# Prewar Simplex Servi cycle $2500 obo in Stockton



## kreika

https://sfbay.craigslist.org/eby/mcy/d/1940-simplex-servicycle/6385931215.html




@JAF/CO  not sure if this your cup of tea but it sure looks cool!


----------



## tripple3

*1940 simplex servicycle - $2500 (Stockton)  *
fuel: gas 
transmission: manual 
Very rare prewar bike
Motor is free awesome compression
Missing only the air filter and taillight
I left the servi cycle in as found condition replacing only the tubes and tires. Can't mess with this perfect patina.
The simplex is rare much more rare then a Cushman Vespa or Lambretta. This one is a very early 1940 model. It is not much bigger then a Schwinn bicycle but is a real motorcycle not like a whizzer.
I'm open to offers on this killer motorcycle. 
Mike (209)993-5305

Indian panhead shovelhead knucklehead knuck pan shovel scout flathead xr750 flatty flat head 


 

 

 

 

 

 

 

 

 

 
Craigs List Archived


----------



## bricycle

It's my cup of tea, but my cups broke!


----------



## fordmike65

@Boris


----------



## Boris

Looks good, fair price. Hard to find these with a motor.


----------



## Boris

Plus it has a front brake. A lot of these didn't come equipped with one.


----------



## Bikermaniac

Wow, nice bike.


----------



## mrg

?, didn't know they made prewar?, they look great but are gutless, rode one a Whizz-in ride and couldn't keep up with the Whizzers!


----------



## island schwinn

kreika said:


> https://sfbay.craigslist.org/eby/mcy/d/1940-simplex-servicycle/6385931215.html
> View attachment 709141
> @JAF/CO  not sure if this your cup of tea but it sure looks cool!



This is being sold by JAF/CO's tenant in front of his shop.Mike from Klassic Cycles.


----------



## Chris Kennedy

I see your ad is still up! I am interested in coming to see your Simplex!  Any days better then others?

Thanks,
Chris Kennedy



kreika said:


> https://sfbay.craigslist.org/eby/mcy/d/1940-simplex-servicycle/6385931215.html
> View attachment 709141
> @JAF/CO  not sure if this your cup of tea but it sure looks cool!


----------



## fordmike65

Chris Kennedy said:


> I see your ad is still up! I am interested in coming to see your Simplex!  Any days better then others?
> 
> Thanks,
> Chris Kennedy



Not an ad, but a link to someone else's CL ad which has been taken down. My guess is it's sold.


----------



## GiovanniLiCalsi

Boris said:


> Looks good, fair price. Hard to find these with a motor.
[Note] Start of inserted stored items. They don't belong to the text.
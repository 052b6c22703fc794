use chrono::{DateTime, Utc};
use serde::{Deserialize, Serialize};
use uuid::Uuid;

use crate::error::{FleetError, Result};
use crate::location::Position;

#[derive(Debug, Clone, Copy, PartialEq, Eq, Serialize, Deserialize)]
pub enum TaskStatus {
    Pending,
    Assigned,
    InProgress,
    Completed,
    Failed,
    Cancelled,
}

impl std::fmt::Display for TaskStatus {
    fn fmt(&self, f: &mut std::fmt::Formatter<'_>) -> std::fmt::Result {
        match self {
            TaskStatus::Pending => write!(f, "pending"),
            TaskStatus::Assigned => write!(f, "assigned"),
            TaskStatus::InProgress => write!(f, "in_progress"),
            TaskStatus::Completed => write!(f, "completed"),
            TaskStatus::Failed => write!(f, "failed"),
            TaskStatus::Cancelled => write!(f, "cancelled"),
        }
    }
}

impl TaskStatus {
    /// Legal lifecycle edges. The Failed→Pending edge is structurally legal
    /// here; the retry budget gating it lives in the task queue.
    pub fn can_transition_to(self, to: TaskStatus) -> bool {
        use TaskStatus::*;
        matches!(
            (self, to),
            (Pending, Assigned)
                | (Assigned, InProgress)
                | (InProgress, Completed)
                | (Assigned | InProgress, Failed)
                | (Pending | Assigned | InProgress, Cancelled)
                | (Failed, Pending)
        )
    }
}

/// Outcome of a failure report: the task either re-entered the pending
/// queue or settled in Failed.
#[derive(Debug, Clone, Copy, PartialEq, Eq)]
pub enum FailureOutcome {
    Requeued,
    Failed,
}

/// A unit of work with a target location and an optional capability
/// requirement.
#[derive(Debug, Clone, Serialize, Deserialize)]
pub struct Task {
    pub task_id: Uuid,
    pub target_position: Position,
    pub required_capability: Option<String>,
    /// Higher value = more urgent. Default 0.
    pub priority: i32,
    pub status: TaskStatus,
    pub assigned_robot_id: Option<String>,
    pub retry_count: u32,
    pub created_at: DateTime<Utc>,
}

impl Task {
    pub fn new(target_position: Position) -> Self {
        Self {
            task_id: Uuid::new_v4(),
            target_position,
            required_capability: None,
            priority: 0,
            status: TaskStatus::Pending,
            assigned_robot_id: None,
            retry_count: 0,
            created_at: Utc::now(),
        }
    }

    pub fn with_priority(mut self, priority: i32) -> Self {
        self.priority = priority;
        self
    }

    pub fn with_capability(mut self, tag: impl Into<String>) -> Self {
        self.required_capability = Some(tag.into());
        self
    }

    /// Apply a status change, rejecting edges outside the lifecycle graph.
    pub fn transition(&mut self, to: TaskStatus) -> Result<()> {
        if !self.status.can_transition_to(to) {
            return Err(FleetError::InvalidTransition {
                from: self.status.to_string(),
                to: to.to_string(),
            });
        }
        self.status = to;
        Ok(())
    }

    pub fn is_pending(&self) -> bool {
        self.status == TaskStatus::Pending
    }

    /// Assigned or in progress: the task currently binds a robot.
    pub fn is_active(&self) -> bool {
        matches!(self.status, TaskStatus::Assigned | TaskStatus::InProgress)
    }

    /// No further transition will be accepted given the retry budget.
    pub fn is_terminal(&self, max_retries: u32) -> bool {
        match self.status {
            TaskStatus::Completed | TaskStatus::Cancelled => true,
            TaskStatus::Failed => self.retry_count >= max_retries,
            _ => false,
        }
    }
}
I would like to find one without the engine and electrify it. This motor will get you to 55mph.


----------



## Chris Kennedy

fordmike65 said:


> Not an ad, but a link to someone else's CL ad which has been taken down. My guess is it's sold.





That's too bad! I saw it and assumed it was for sale.
Thanks for the response!


----------



## Chris Kennedy

Chris Kennedy said:


> That's too bad! I saw it and assumed it was for sale.
> Thanks for the response!



Yeah, obviously so did I! In fact, I found it when I googled Simplex Servi Cycle for sale. I am still looking with $$ in hand for the right bike! Thanks!


----------